Patch David, O'Connor Natalia, Vereecken Taylor, Murphy Daniel, Munoz Gabriel, Ross Ian, Glover Caitlin, Scott Jennifer, Koch Iris, Sauvé Sébastien, Liu Jinxia, Weber Kela
Environmental Sciences Group, Department of Chemistry and Chemical Engineering, Royal Military College of Canada, Kingston, ON K7K 7B4, Canada.
Brace Water Center, Department of Civil Engineering, McGill University, Montreal, QB H3A 0G4, Canada.
Sci Total Environ. 2024 Jan 20;909:168145. doi: 10.1016/j.scitotenv.2023.168145. Epub 2023 Nov 11.
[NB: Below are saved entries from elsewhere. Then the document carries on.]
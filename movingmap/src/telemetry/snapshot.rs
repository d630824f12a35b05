//! Point-in-time metrics snapshot.

use std::fmt;
use std::time::Duration;

/// Immutable copy of [`TileMetrics`](super::TileMetrics) counters.
#[derive(Clone, Debug, Default)]
pub struct TileMetricsSnapshot {
    /// Time since the metrics were created
    pub uptime: Duration,

    // === Request path ===
    pub requests: u64,
    pub out_of_bounds: u64,
    pub disk_hits: u64,
    pub deduplicated: u64,

    // === Workers ===
    pub fetches_spawned: u64,
    pub fetches_completed: u64,
    pub fetches_failed: u64,
    /// Spawned workers that have not finished yet
    pub fetches_active: u64,
    pub bytes_downloaded: u64,

    // === Textures ===
    pub textures_loaded: u64,
    pub decode_failures: u64,
}

impl TileMetricsSnapshot {
    /// Fraction of finished fetches that failed (0.0 - 1.0).
    pub fn failure_rate(&self) -> f64 {
        let total = self.fetches_completed + self.fetches_failed;
        if total == 0 {
            0.0
        } else {
            self.fetches_failed as f64 / total as f64
        }
    }

    /// Download throughput averaged over the uptime.
    pub fn bytes_per_second(&self) -> f64 {
        self.bytes_downloaded as f64 / self.uptime.as_secs_f64().max(0.001)
    }
}

impl fmt::Display for TileMetricsSnapshot {
    fn fmt(&self, f: &mut fmt::Formatter<'_>) -> fmt::Result {
        writeln!(f, "Tile Telemetry (uptime: {})", format_duration(self.uptime))?;
        writeln!(f, "─────────────────────────────────────────")?;

        writeln!(f, "Requests:")?;
        writeln!(f, "  Total: {}", self.requests)?;
        writeln!(f, "  Disk hits: {}", self.disk_hits)?;
        writeln!(f, "  Already in flight: {}", self.deduplicated)?;
        writeln!(f, "  Out of bounds: {}", self.out_of_bounds)?;
        writeln!(f)?;

        writeln!(f, "Downloads:")?;
        writeln!(f, "  Completed: {}", self.fetches_completed)?;
        writeln!(f, "  Active: {}", self.fetches_active)?;
        writeln!(
            f,
            "  Failed: {} ({:.1}%)",
            self.fetches_failed,
            self.failure_rate() * 100.0
        )?;
        writeln!(
            f,
            "  Downloaded: {} ({})",
            format_bytes(self.bytes_downloaded),
            format_bytes_per_second(self.bytes_per_second())
        )?;
        writeln!(f)?;

        writeln!(f, "Textures:")?;
        writeln!(f, "  Loaded: {}", self.textures_loaded)?;
        write!(f, "  Decode failures: {}", self.decode_failures)
    }
}

fn format_bytes_per_second(bps: f64) -> String {
    if bps >= 1_000_000.0 {
        format!("{:.1} MB/s", bps / 1_000_000.0)
    } else if bps >= 1_000.0 {
        format!("{:.1} KB/s", bps / 1_000.0)
    } else {
        format!("{:.0} B/s", bps)
    }
}

/// Format bytes in human-readable form.
fn format_bytes(bytes: u64) -> String {
    if bytes >= 1_000_000_000 {
        format!("{:.1} GB", bytes as f64 / 1_000_000_000.0)
    } else if bytes >= 1_000_000 {
        format!("{:.1} MB", bytes as f64 / 1_000_000.0)
    } else if bytes >= 1_000 {
        format!("{:.1} KB", bytes as f64 / 1_000.0)
    } else {
        format!("{} B", bytes)
    }
}

fn format_duration(d: Duration) -> String {
    let secs = d.as_secs();
    let hours = secs / 3600;
    let mins = (secs % 3600) / 60;
    let secs = secs % 60;
    if hours > 0 {
        format!("{}h {}m {}s", hours, mins, secs)
    } else if mins > 0 {
        format!("{}m {}s", mins, secs)
    } else {
        format!("{}s", secs)
    }
}
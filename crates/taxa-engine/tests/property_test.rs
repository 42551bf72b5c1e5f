//! Property tests for the replace-set contract.

use std::sync::Arc;

use proptest::prelude::*;
use taxa_core::types::TaxonomyParams;
use taxa_engine::TaggingEngine;
use taxa_storage::DatabaseManager;

fn dedup_preserving_order(values: &[String]) -> Vec<String> {
    let mut seen = std::collections::HashSet::new();
    values
        .iter()
        .filter(|v| seen.insert(v.as_str()))
        .cloned()
        .collect()
}

proptest! {
    #![proptest_config(ProptestConfig::with_cases(64))]

    /// The binding set after tag_object is exactly the deduplicated input,
    /// in input order, and re-tagging with the same input is a no-op.
    #[test]
    fn replace_set_equals_deduplicated_input(
        rounds in prop::collection::vec(
            prop::collection::vec("[a-z]{1,8}", 0..6),
            1..4,
        )
    ) {
        let engine = TaggingEngine::new(Arc::new(DatabaseManager::open_in_memory().unwrap()));
        let taxonomy = engine
            .create_taxonomy(&TaxonomyParams::new("Keywords").free_text().multiple())
            .unwrap();

        for values in &rounds {
            engine.tag_object(&taxonomy, values, "obj").unwrap();

            let stored: Vec<String> = engine
                .get_object_tags("obj", None)
                .unwrap()
                .into_iter()
                .map(|b| b.value)
                .collect();
            prop_assert_eq!(&stored, &dedup_preserving_order(values));

            // Idempotence.
            engine.tag_object(&taxonomy, values, "obj").unwrap();
            let again: Vec<String> = engine
                .get_object_tags("obj", None)
                .unwrap()
                .into_iter()
                .map(|b| b.value)
                .collect();
            prop_assert_eq!(&again, &stored);
        }
    }
}
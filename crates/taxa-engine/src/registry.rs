//! Variant dispatch for taxonomies.
//!
//! The registry resolves a taxonomy's variant key to its capability
//! implementation exactly once per taxonomy instance and memoizes the
//! result, so repeated dispatch costs a map lookup rather than another
//! resolution.

use std::sync::{Arc, RwLock};

use rustc_hash::FxHashMap;
use taxa_core::errors::ConfigError;
use taxa_core::types::{Taxonomy, TaxonomyId};

use crate::variants::{model_backed, ClosedVariant, FreeTextVariant, TaxonomyVariant};

/// Registry of taxonomy variants, keyed by variant key string.
pub struct TaxonomyRegistry {
    variants: FxHashMap<String, Arc<dyn TaxonomyVariant>>,
    cast_cache: RwLock<FxHashMap<TaxonomyId, Arc<dyn TaxonomyVariant>>>,
}

impl TaxonomyRegistry {
    /// An empty registry. Most callers want `with_builtin_variants`.
    pub fn new() -> Self {
        Self {
            variants: FxHashMap::default(),
            cast_cache: RwLock::new(FxHashMap::default()),
        }
    }

    /// The stock registry: closed, free-text, and the language
    /// model-backed variant.
    pub fn with_builtin_variants() -> Self {
        let mut registry = Self::new();
        registry.register(Arc::new(ClosedVariant));
        registry.register(Arc::new(FreeTextVariant));
        registry.register(Arc::new(model_backed::language_variant()));
        registry
    }

    /// Register a variant under its key. Re-registering a key replaces the
    /// previous implementation and drops stale memoized casts.
    pub fn register(&mut self, variant: Arc<dyn TaxonomyVariant>) {
        self.variants.insert(variant.key().to_string(), variant);
        if let Ok(mut cache) = self.cast_cache.write() {
            cache.clear();
        }
    }

    /// Whether a variant key is known.
    pub fn is_registered(&self, key: &str) -> bool {
        self.variants.contains_key(key)
    }

    /// Resolve the variant for a taxonomy, memoized per taxonomy id.
    pub fn cast(&self, taxonomy: &Taxonomy) -> Result<Arc<dyn TaxonomyVariant>, ConfigError> {
        if let Ok(cache) = self.cast_cache.read() {
            if let Some(variant) = cache.get(&taxonomy.id) {
                return Ok(Arc::clone(variant));
            }
        }

        let key = taxonomy.variant_key();
        let variant = self
            .variants
            .get(key)
            .ok_or_else(|| ConfigError::UnknownVariant {
                variant: key.to_string(),
            })?;

        if let Ok(mut cache) = self.cast_cache.write() {
            cache.insert(taxonomy.id, Arc::clone(variant));
        }
        Ok(Arc::clone(variant))
    }

    /// Drop the memoized cast for one taxonomy. Called after taxonomy
    /// updates or deletion so the next cast re-resolves.
    pub fn invalidate(&self, taxonomy_id: TaxonomyId) {
        if let Ok(mut cache) = self.cast_cache.write() {
            cache.remove(&taxonomy_id);
        }
    }
}

impl Default for TaxonomyRegistry {
    fn default() -> Self {
        Self::with_builtin_variants()
    }
}

#[cfg(test)]
mod tests {
    use super::*;
    use taxa_core::types::TaxonomyParams;

    fn taxonomy(variant: &str, allow_free_text: bool) -> Taxonomy {
        let params = TaxonomyParams::new("Test");
        Taxonomy {
            id: TaxonomyId::new(1),
            name: params.name,
            description: String::new(),
            enabled: true,
            required: false,
            allow_multiple: false,
            allow_free_text,
            system_defined: false,
            visible_to_authors: true,
            variant: variant.to_string(),
        }
    }

    #[test]
    fn test_cast_dispatches_on_variant_key() {
        let registry = TaxonomyRegistry::with_builtin_variants();
        assert_eq!(registry.cast(&taxonomy("closed", false)).unwrap().key(), "closed");
        assert_eq!(
            registry.cast(&taxonomy("language", false)).unwrap().key(),
            "language"
        );
    }

    #[test]
    fn test_free_text_flag_overrides_stored_key() {
        let registry = TaxonomyRegistry::with_builtin_variants();
        let variant = registry.cast(&taxonomy("closed", true)).unwrap();
        assert_eq!(variant.key(), "free_text");
    }

    #[test]
    fn test_unknown_variant_is_a_config_error() {
        let registry = TaxonomyRegistry::with_builtin_variants();
        let err = match registry.cast(&taxonomy("martian", false)) {
            Ok(_) => panic!("expected cast to fail for unknown variant"),
            Err(e) => e,
        };
        assert!(matches!(err, ConfigError::UnknownVariant { .. }));
    }
}
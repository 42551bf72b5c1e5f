//! Runtime configuration for the tagging engine.

use std::path::Path;

use serde::{Deserialize, Serialize};

use crate::constants::{DEFAULT_MAX_OBJECT_TAGS, DEFAULT_TREE_DEPTH_LIMIT};
use crate::errors::ConfigError;

/// Configuration for the tagging engine.
///
/// Both limits are deployment-configurable; the defaults are the platform
/// reference values.
#[derive(Debug, Clone, Serialize, Deserialize, Default)]
#[serde(default)]
pub struct TaggingConfig {
    /// Cap on bindings per object across all taxonomies. Default: 100.
    pub max_object_tags: Option<usize>,
    /// Depth ceiling for full-taxonomy hierarchy listings. Default: 3.
    pub tree_depth_limit: Option<usize>,
}

impl TaggingConfig {
    /// Load configuration from a TOML file.
    pub fn from_toml_file(path: &Path) -> Result<Self, ConfigError> {
        let text = std::fs::read_to_string(path).map_err(|_| ConfigError::FileNotFound {
            path: path.display().to_string(),
        })?;
        let config: Self = toml::from_str(&text).map_err(|e| ConfigError::ParseError {
            path: path.display().to_string(),
            message: e.to_string(),
        })?;
        config.validate()?;
        tracing::debug!(path = %path.display(), "loaded tagging config");
        Ok(config)
    }

    /// Returns the effective per-object tag cap, defaulting to 100.
    pub fn effective_max_object_tags(&self) -> usize {
        self.max_object_tags.unwrap_or(DEFAULT_MAX_OBJECT_TAGS)
    }

    /// Returns the effective depth ceiling, defaulting to 3.
    pub fn effective_tree_depth_limit(&self) -> usize {
        self.tree_depth_limit.unwrap_or(DEFAULT_TREE_DEPTH_LIMIT)
    }

    fn validate(&self) -> Result<(), ConfigError> {
        if self.max_object_tags == Some(0) {
            return Err(ConfigError::InvalidValue {
                field: "max_object_tags".to_string(),
                message: "must be at least 1".to_string(),
            });
        }
        if self.tree_depth_limit == Some(0) {
            return Err(ConfigError::InvalidValue {
                field: "tree_depth_limit".to_string(),
                message: "must be at least 1".to_string(),
            });
        }
        Ok(())
    }
}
Per- and polyfluoroalkyl substances (PFAS) encompass over 9000 chemicals utilized in various industrial and commercial applications. However, the quantification of PFAS using standard commercial analytical methods is currently limited to <50 selected compounds. To address this issue, the total oxidizable precursor (TOP) assay was developed, allowing for the oxidative conversion of previously undetectable PFAS precursors into measurable PFAS. This study investigated different sample processing methods to address post-oxidation PFAS loss identified in literature. Using PFOS as a probe molecule, up to 50 % loss of PFOS was identified during sample work-up. It was determined that the use of mass-labelled PFOS and methanolic acetic acid to chemically quench the sample post-oxidation improved PFOS recovery and allowed for correction of any remaining PFOS loss. The use of ultraviolet (UV) light was then investigated as an activator in contrast to the standard thermal activation method. A comparative evaluation was conducted to assess the recovery and conversion of perfluorooctanoic acid (PFOA), PFOS, and 6:2 fluorotelomer sulfonate (6:2 FTS) using both the heat-activated and UV-activated TOP assays. Results demonstrated that the UV-activated TOP assay achieved complete (100 %) oxidation of 6:2 FTS within 7.5 min, resulting in a total yield of generated perfluorinated carboxylic acids (PFCAs) at 108 ± 8 %. The study concluded by investigating the UV-activated TOP assay for its application on various aqueous film forming foam (AFFF) formulations and two AFFF samples drained from military aircraft rescue firefighting vehicles (ARFFVs). Analysis of these AFFF samples were supported by high resolution mass spectrometry and an expanded analytical suite, identifying several fluorotelomer precursors. The findings of this study provide compelling evidence that modifications in sample processing, work-up procedures, expansion of initial PFAS calibration standards, and UV-activation methods enhance the TOP assay, positioning it as a more reliable and quantitative analytical tool for PFAS characterization.
全氟和多氟烷基物质(PFAS)包含9000多种用于各种工业和商业应用的化学品。然而,使用标准商业分析方法对PFAS进行定量目前仅限于<50种选定的化合物。为了解决这个问题,开发了总可氧化前体(TOP)分析方法,该方法可将以前无法检测到的PFAS前体氧化转化为可测量的PFAS。本研究调查了不同的样品处理方法,以解决文献中确定的氧化后PFAS损失问题。以全氟辛烷磺酸(PFOS)作为探针分子,在样品处理过程中发现PFOS损失高达50%。已确定使用质量标记的PFOS和甲醇乙酸在氧化后对样品进行化学淬灭可提高PFOS回收率,并可校正任何剩余的PFOS损失。然后研究了使用紫外线(UV)作为活化剂,与标准热活化方法进行对比。使用热活化和紫外线活化的TOP分析方法进行了比较评估,以评估全氟辛酸(PFOA)、PFOS和6:2氟调聚物磺酸盐(6:2 FTS)的回收率和转化率。结果表明,紫外线活化的TOP分析方法在7.5分钟内实现了6:2 FTS的完全(100%)氧化,生成的全氟羧酸(PFCA)的总产率为108±8%。该研究最后调查了紫外线活化的TOP分析方法在各种水成膜泡沫(AFFF)配方以及从军用飞机救援消防车(ARFFV)中排出的两个AFFF样品上的应用。这些AFFF样品的分析得到了高分辨率质谱和扩展分析套件的支持,鉴定出了几种氟调聚物前体。本研究结果提供了令人信服的证据,表明样品处理、后处理程序的改进、初始PFAS校准标准的扩展以及紫外线活化方法可增强TOP分析方法,使其成为一种更可靠、更定量的PFAS表征分析工具。